Dataset records:
____
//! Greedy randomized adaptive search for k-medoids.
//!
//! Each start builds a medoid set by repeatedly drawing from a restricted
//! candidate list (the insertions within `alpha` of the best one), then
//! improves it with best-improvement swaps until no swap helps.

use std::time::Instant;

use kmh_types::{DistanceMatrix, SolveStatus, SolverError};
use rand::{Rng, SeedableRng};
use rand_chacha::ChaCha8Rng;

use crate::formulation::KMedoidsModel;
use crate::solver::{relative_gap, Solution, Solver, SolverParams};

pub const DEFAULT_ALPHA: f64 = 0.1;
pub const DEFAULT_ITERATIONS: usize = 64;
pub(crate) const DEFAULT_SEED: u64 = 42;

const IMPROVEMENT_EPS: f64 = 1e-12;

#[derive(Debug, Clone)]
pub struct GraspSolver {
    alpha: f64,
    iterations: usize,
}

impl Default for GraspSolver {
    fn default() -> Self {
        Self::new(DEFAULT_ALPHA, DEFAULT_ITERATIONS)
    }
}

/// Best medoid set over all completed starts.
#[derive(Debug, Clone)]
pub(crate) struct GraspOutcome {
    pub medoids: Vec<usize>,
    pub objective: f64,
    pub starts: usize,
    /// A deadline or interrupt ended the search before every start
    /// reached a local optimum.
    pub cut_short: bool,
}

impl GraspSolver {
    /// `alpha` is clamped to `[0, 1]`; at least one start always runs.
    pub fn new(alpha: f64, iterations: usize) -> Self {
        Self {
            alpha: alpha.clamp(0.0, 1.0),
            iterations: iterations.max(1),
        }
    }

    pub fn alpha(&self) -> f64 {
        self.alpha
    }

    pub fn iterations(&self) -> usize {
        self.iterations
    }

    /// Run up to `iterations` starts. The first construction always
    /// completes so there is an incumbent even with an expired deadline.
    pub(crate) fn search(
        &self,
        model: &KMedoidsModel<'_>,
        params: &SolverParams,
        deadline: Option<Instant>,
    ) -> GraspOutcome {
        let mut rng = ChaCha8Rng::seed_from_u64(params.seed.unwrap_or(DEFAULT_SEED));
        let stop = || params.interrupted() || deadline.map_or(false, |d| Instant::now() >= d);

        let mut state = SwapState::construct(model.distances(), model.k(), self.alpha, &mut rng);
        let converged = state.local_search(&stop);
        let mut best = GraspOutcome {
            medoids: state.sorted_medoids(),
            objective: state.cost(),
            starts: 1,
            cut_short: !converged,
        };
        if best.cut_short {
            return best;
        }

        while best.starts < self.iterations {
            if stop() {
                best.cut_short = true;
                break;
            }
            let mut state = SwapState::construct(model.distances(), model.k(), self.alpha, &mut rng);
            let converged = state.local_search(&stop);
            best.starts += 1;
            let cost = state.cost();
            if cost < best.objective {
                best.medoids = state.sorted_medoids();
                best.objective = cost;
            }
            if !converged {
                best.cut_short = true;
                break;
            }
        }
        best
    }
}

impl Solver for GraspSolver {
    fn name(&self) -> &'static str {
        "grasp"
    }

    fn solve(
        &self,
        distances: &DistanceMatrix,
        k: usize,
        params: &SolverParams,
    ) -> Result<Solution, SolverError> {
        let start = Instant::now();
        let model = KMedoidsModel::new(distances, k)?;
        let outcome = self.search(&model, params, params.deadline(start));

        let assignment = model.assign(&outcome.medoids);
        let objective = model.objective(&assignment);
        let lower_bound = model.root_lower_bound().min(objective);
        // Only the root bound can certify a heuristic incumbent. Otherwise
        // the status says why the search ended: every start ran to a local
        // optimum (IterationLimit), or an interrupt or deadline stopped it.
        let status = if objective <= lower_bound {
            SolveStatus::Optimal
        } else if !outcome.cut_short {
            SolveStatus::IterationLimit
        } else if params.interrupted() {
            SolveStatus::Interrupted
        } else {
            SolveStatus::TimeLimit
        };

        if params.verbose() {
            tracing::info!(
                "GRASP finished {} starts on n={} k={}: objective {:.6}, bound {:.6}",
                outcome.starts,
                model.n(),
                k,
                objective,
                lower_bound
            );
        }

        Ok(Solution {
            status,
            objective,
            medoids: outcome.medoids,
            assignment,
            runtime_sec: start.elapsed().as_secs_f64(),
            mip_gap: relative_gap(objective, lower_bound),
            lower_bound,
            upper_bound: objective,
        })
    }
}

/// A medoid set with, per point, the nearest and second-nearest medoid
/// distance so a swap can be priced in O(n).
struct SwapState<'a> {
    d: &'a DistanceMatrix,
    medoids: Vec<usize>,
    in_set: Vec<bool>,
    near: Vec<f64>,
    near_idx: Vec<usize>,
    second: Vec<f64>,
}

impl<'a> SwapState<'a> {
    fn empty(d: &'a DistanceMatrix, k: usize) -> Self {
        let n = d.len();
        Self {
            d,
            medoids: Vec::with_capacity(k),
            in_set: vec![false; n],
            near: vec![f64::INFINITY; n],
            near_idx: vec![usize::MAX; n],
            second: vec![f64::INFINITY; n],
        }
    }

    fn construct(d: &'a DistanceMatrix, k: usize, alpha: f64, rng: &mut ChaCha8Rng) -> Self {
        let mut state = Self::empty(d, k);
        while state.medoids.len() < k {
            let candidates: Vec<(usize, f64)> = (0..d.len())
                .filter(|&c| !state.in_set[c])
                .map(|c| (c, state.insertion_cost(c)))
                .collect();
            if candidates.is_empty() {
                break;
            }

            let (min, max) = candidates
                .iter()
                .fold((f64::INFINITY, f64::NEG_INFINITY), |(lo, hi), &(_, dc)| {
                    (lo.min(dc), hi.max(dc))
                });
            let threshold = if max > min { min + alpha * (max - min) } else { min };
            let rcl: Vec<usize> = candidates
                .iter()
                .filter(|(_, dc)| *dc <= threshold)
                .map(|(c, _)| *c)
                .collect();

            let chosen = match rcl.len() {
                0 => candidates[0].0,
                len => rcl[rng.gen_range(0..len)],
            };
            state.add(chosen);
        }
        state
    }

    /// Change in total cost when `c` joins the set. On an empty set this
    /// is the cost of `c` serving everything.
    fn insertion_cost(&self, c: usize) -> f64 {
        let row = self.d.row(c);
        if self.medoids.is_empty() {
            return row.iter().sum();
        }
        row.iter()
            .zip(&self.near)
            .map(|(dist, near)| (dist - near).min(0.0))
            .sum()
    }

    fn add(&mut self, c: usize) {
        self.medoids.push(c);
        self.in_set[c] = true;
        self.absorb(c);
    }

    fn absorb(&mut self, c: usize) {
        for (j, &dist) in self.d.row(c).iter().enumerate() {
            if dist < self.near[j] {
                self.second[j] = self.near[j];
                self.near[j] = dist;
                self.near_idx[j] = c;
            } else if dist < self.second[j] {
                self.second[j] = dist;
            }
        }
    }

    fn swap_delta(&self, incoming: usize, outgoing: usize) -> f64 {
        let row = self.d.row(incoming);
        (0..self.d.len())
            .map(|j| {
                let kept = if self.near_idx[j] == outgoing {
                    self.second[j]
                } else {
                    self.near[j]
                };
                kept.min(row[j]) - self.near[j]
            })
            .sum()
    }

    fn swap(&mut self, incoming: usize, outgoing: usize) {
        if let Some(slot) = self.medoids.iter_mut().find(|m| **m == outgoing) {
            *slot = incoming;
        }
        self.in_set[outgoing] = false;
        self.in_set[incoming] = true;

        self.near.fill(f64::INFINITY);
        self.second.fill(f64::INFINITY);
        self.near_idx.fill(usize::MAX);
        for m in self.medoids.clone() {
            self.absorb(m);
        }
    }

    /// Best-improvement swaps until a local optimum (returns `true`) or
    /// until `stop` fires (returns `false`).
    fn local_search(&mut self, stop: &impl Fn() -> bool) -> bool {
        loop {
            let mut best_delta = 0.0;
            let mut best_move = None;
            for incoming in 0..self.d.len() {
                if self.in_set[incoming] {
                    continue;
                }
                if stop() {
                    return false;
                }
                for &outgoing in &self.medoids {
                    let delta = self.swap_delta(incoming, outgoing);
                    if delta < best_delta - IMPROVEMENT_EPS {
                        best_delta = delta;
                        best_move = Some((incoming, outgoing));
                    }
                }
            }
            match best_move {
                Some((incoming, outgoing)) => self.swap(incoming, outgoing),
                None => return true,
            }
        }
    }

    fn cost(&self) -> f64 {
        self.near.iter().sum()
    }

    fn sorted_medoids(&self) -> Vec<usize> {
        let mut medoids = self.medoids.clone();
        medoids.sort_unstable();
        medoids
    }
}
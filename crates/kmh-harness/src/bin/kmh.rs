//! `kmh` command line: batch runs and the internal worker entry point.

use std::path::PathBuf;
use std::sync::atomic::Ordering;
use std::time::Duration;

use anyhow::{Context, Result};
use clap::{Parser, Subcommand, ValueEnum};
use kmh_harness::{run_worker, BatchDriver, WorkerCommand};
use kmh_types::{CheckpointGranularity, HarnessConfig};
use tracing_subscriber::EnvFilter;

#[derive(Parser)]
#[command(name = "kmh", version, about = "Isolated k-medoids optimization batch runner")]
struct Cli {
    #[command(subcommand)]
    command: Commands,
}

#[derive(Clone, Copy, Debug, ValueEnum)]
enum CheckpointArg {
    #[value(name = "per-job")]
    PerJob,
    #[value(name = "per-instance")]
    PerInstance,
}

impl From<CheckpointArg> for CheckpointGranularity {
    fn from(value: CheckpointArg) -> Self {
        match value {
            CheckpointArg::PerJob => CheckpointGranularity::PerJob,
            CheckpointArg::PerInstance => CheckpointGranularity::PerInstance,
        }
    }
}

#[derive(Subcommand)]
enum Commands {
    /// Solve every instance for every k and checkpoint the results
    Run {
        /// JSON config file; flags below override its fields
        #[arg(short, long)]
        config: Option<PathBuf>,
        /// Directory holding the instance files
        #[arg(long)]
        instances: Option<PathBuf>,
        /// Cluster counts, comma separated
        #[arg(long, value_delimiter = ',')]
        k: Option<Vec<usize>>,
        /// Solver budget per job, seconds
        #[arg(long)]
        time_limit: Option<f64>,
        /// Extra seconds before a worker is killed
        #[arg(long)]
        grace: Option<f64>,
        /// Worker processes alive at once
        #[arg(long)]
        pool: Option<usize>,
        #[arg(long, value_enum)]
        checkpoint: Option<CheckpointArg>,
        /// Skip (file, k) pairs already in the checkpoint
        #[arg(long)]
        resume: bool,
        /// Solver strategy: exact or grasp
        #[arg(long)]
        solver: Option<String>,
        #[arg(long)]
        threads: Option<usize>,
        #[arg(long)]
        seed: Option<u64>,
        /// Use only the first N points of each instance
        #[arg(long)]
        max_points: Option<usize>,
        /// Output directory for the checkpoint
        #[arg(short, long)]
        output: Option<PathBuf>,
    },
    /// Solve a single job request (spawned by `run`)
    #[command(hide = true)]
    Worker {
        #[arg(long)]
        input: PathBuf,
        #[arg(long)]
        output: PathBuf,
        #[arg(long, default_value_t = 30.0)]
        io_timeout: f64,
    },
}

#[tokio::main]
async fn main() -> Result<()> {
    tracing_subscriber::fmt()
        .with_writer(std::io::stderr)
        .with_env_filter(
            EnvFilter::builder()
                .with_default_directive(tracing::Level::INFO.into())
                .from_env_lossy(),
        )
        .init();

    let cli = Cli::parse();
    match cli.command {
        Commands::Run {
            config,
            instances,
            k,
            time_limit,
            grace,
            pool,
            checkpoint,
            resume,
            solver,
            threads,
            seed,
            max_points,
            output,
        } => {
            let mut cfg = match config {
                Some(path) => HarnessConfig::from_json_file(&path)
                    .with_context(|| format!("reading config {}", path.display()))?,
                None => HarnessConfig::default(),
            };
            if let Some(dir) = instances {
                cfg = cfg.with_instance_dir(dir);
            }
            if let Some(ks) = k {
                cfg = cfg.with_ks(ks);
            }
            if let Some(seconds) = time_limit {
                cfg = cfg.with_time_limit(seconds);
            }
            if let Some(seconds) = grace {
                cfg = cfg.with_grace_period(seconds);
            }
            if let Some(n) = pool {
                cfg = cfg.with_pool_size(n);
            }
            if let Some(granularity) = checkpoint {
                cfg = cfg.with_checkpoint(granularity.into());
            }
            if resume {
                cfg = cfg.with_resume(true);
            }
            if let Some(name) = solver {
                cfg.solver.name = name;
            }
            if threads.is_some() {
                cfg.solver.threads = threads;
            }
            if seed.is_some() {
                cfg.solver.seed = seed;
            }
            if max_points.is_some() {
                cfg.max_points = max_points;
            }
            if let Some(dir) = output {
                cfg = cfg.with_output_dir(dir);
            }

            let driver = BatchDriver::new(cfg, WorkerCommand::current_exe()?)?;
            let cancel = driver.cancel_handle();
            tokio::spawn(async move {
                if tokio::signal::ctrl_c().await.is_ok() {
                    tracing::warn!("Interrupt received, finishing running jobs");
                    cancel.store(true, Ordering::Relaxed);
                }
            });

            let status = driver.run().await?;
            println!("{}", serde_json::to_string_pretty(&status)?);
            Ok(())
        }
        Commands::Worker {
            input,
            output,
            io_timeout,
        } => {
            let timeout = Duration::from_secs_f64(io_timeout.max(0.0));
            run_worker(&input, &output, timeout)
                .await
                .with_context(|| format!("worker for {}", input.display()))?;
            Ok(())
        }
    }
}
____
Using the data above, print exactly the lines from the line that contains "if let Some(dir) = instances" through the line that contains "cancel.store(true, Ordering::Relaxed);", with both included.

            if let Some(dir) = instances {
                cfg = cfg.with_instance_dir(dir);
            }
            if let Some(ks) = k {
                cfg = cfg.with_ks(ks);
            }
            if let Some(seconds) = time_limit {
                cfg = cfg.with_time_limit(seconds);
            }
            if let Some(seconds) = grace {
                cfg = cfg.with_grace_period(seconds);
            }
            if let Some(n) = pool {
                cfg = cfg.with_pool_size(n);
            }
            if let Some(granularity) = checkpoint {
                cfg = cfg.with_checkpoint(granularity.into());
            }
            if resume {
                cfg = cfg.with_resume(true);
            }
            if let Some(name) = solver {
                cfg.solver.name = name;
            }
            if threads.is_some() {
                cfg.solver.threads = threads;
            }
            if seed.is_some() {
                cfg.solver.seed = seed;
            }
            if max_points.is_some() {
                cfg.max_points = max_points;
            }
            if let Some(dir) = output {
                cfg = cfg.with_output_dir(dir);
            }

            let driver = BatchDriver::new(cfg, WorkerCommand::current_exe()?)?;
            let cancel = driver.cancel_handle();
            tokio::spawn(async move {
                if tokio::signal::ctrl_c().await.is_ok() {
                    tracing::warn!("Interrupt received, finishing running jobs");
                    cancel.store(true, Ordering::Relaxed);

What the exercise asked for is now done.